Digital experiences do theoretically offer that possibility. One example is using virtual augmented reality to see how that shoe rack will look in you're home, how does it combines with your wall and floor colors, etc.

And this "digital better than real" has already started todat. Some high quality furniture retailers or hotels(forgot which) ,use computer generated models for their catalogs, not carpentry and photography.

2 comments

I agree that web sites do more than mail order did. And can do more in the future. But the fundamental similarity is there in the convenient to buy / don't get to physically interact / slow to arrive vs having to go to a specific place / get to physically interact / walk out with the item you want minutes later.

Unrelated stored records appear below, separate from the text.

// SPDX-FileCopyrightText: 2026 Mattia Egloff <mattia.egloff@pm.me>
//
// SPDX-License-Identifier: GPL-3.0-or-later

//! Credential Hashing
//!
//! Argon2id password hashing shared bit-for-bit with every other service
//! that authenticates patients. The parameter set is fixed:
//! m=64MB, t=3, p=4, 32-byte output, Argon2 version 0x13.
//!
//! Passwords are hashed as their UTF-8 bytes. Salts travel as base64 and are
//! always decoded to raw bytes before use.

use base64::engine::general_purpose::STANDARD;
use base64::Engine;
use rand::rngs::OsRng;
use rand::RngCore;
use serde::{Deserialize, Serialize};
use subtle::ConstantTimeEq;
use zeroize::Zeroize;

/// Decoded salt length in bytes.
pub const SALT_LEN: usize = 16;
/// Decoded hash length in bytes.
pub const HASH_LEN: usize = 32;

/// Argon2id memory cost in KiB (64 MB).
const ARGON2_M_COST: u32 = 65536;
/// Argon2id time cost (iterations).
const ARGON2_T_COST: u32 = 3;
/// Argon2id parallelism.
const ARGON2_P_COST: u32 = 4;

/// The parameter set every participating implementation must use.
#[derive(Debug, Clone, Copy, PartialEq, Eq, Serialize)]
pub struct CredentialParams {
    pub algorithm: &'static str,
    pub version: u32,
    pub memory_kib: u32,
    pub iterations: u32,
    pub parallelism: u32,
    pub output_len: usize,
}

pub const CREDENTIAL_PARAMS: CredentialParams = CredentialParams {
    algorithm: "argon2id",
    version: 0x13,
    memory_kib: ARGON2_M_COST,
    iterations: ARGON2_T_COST,
    parallelism: ARGON2_P_COST,
    output_len: HASH_LEN,
};

/// Credential error types.
#[derive(Debug, Clone, PartialEq, Eq, thiserror::Error)]
pub enum CredentialError {
    #[error("salt is not valid base64")]
    MalformedSalt,

    #[error("salt must decode to {SALT_LEN} bytes, got {0}")]
    SaltLength(usize),

    #[error("stored hash is corrupt")]
    CorruptHash,

    #[error("Key derivation failed: {0}")]
    DerivationFailed(String),
}

/// Generates 16 random bytes from the OS generator, base64-encoded.
pub fn generate_salt() -> String {
    let mut salt = [0u8; SALT_LEN];
    OsRng.fill_bytes(&mut salt);
    STANDARD.encode(salt)
}

/// Decodes a base64 salt, insisting on exactly [`SALT_LEN`] bytes.
pub fn decode_salt(salt_b64: &str) -> Result<[u8; SALT_LEN], CredentialError> {
    let bytes = STANDARD
        .decode(salt_b64)
        .map_err(|_| CredentialError::MalformedSalt)?;
    <[u8; SALT_LEN]>::try_from(bytes.as_slice())
        .map_err(|_| CredentialError::SaltLength(bytes.len()))
}

/// Decodes a base64 hash, insisting on exactly [`HASH_LEN`] bytes.
pub fn decode_hash(hash_b64: &str) -> Result<[u8; HASH_LEN], CredentialError> {
    let bytes = STANDARD
        .decode(hash_b64)
        .map_err(|_| CredentialError::CorruptHash)?;
    <[u8; HASH_LEN]>::try_from(bytes.as_slice()).map_err(|_| CredentialError::CorruptHash)
}

/// Derives the base64 Argon2id hash of `password` under `salt_b64`.
pub fn hash(password: &str, salt_b64: &str) -> Result<String, CredentialError> {
    let salt = decode_salt(salt_b64)?;
    let mut derived = derive(password.as_bytes(), &salt)?;
    let encoded = STANDARD.encode(derived);
    derived.zeroize();
    Ok(encoded)
}

/// Recomputes the hash and compares it in constant time.
///
/// A malformed salt, or a stored hash that is not base64 or not
/// [`HASH_LEN`] bytes, is a failed verification rather than an error.
pub fn verify(password: &str, hash_b64: &str, salt_b64: &str) -> bool {
    let Ok(expected) = decode_hash(hash_b64) else {
        return false;
    };
    let Ok(salt) = decode_salt(salt_b64) else {
        return false;
    };
    let Ok(mut derived) = derive(password.as_bytes(), &salt) else {
        return false;
    };

    let matches: bool = derived.as_slice().ct_eq(expected.as_slice()).into();
    derived.zeroize();
    matches
}

fn derive(password: &[u8], salt: &[u8; SALT_LEN]) -> Result<[u8; HASH_LEN], CredentialError> {
    let params = argon2::Params::new(ARGON2_M_COST, ARGON2_T_COST, ARGON2_P_COST, Some(HASH_LEN))
        .map_err(|e| CredentialError::DerivationFailed(e.to_string()))?;

    let argon2 = argon2::Argon2::new(argon2::Algorithm::Argon2id, argon2::Version::V0x13, params);

    let mut output = [0u8; HASH_LEN];
    argon2
        .hash_password_into(password, salt, &mut output)
        .map_err(|e| CredentialError::DerivationFailed(e.to_string()))?;
    Ok(output)
}

/// A stored user credential.
#[derive(Debug, Clone, PartialEq, Eq, Serialize, Deserialize)]
pub struct Credential {
    pub user_id: String,
    /// Base64 of [`SALT_LEN`] bytes.
    pub salt: String,
    /// Base64 of [`HASH_LEN`] bytes.
    pub hash: String,
}

impl Credential {
    /// Hashes `password` under a fresh salt.
    pub fn create(user_id: impl Into<String>, password: &str) -> Result<Self, CredentialError> {
        let salt = generate_salt();
        let hash = hash(password, &salt)?;
        Ok(Credential {
            user_id: user_id.into(),
            salt,
            hash,
        })
    }

    /// Rebuilds a credential read from the wire, rejecting salts and hashes
    /// that do not decode to their exact lengths.
    pub fn from_wire(
        user_id: impl Into<String>,
        salt: impl Into<String>,
        hash: impl Into<String>,
    ) -> Result<Self, CredentialError> {
        let salt = salt.into();
        let hash = hash.into();
        decode_salt(&salt)?;
        decode_hash(&hash)?;
        Ok(Credential {
            user_id: user_id.into(),
            salt,
            hash,
        })
    }

    pub fn verify(&self, password: &str) -> bool {
        verify(password, &self.hash, &self.salt)
    }
}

Also I remember my mother taking out a catalog, putting the picture of the thing she wanted in the place she wanted it, then standing back to better imagine how its colors would fit in. That is a valuable feature that you can't get in a store. (Things do look different in different lighting.)

1. convenient to buy - online will probably win , i think. From my personal perspective it's more convenient now for many products.

2. don't get to physically interact - most products don't need physical interaction , just visual one. And there's haptic feedback tech if needed.

3. slow to arrive - online is improving(1 day shipping, maybe better for a fee) and will be good enough for most cases.

And remember:store depend on volumes to pay the rent and keep the lights on. Once online takes enough market share from them, they'll might collapse under their own weight. Some even start to see this happening in financial statements of big retailers.

"Mail order catalogs never offered the opportunity to transcend the experience at a store."

Mail-order catalogs historically played a very important part in the life of rural Americans. You could even buy a house via mail order.

Even when it became possible to travel to a store easily, mail order catalogs still offered one thing that stores didn't: time.

You could spend hours, even days poring over your catalog, analyzing and obsessing. Every kid assembled his Christmas wish list from the Sears Christmas catalog, even urban kids.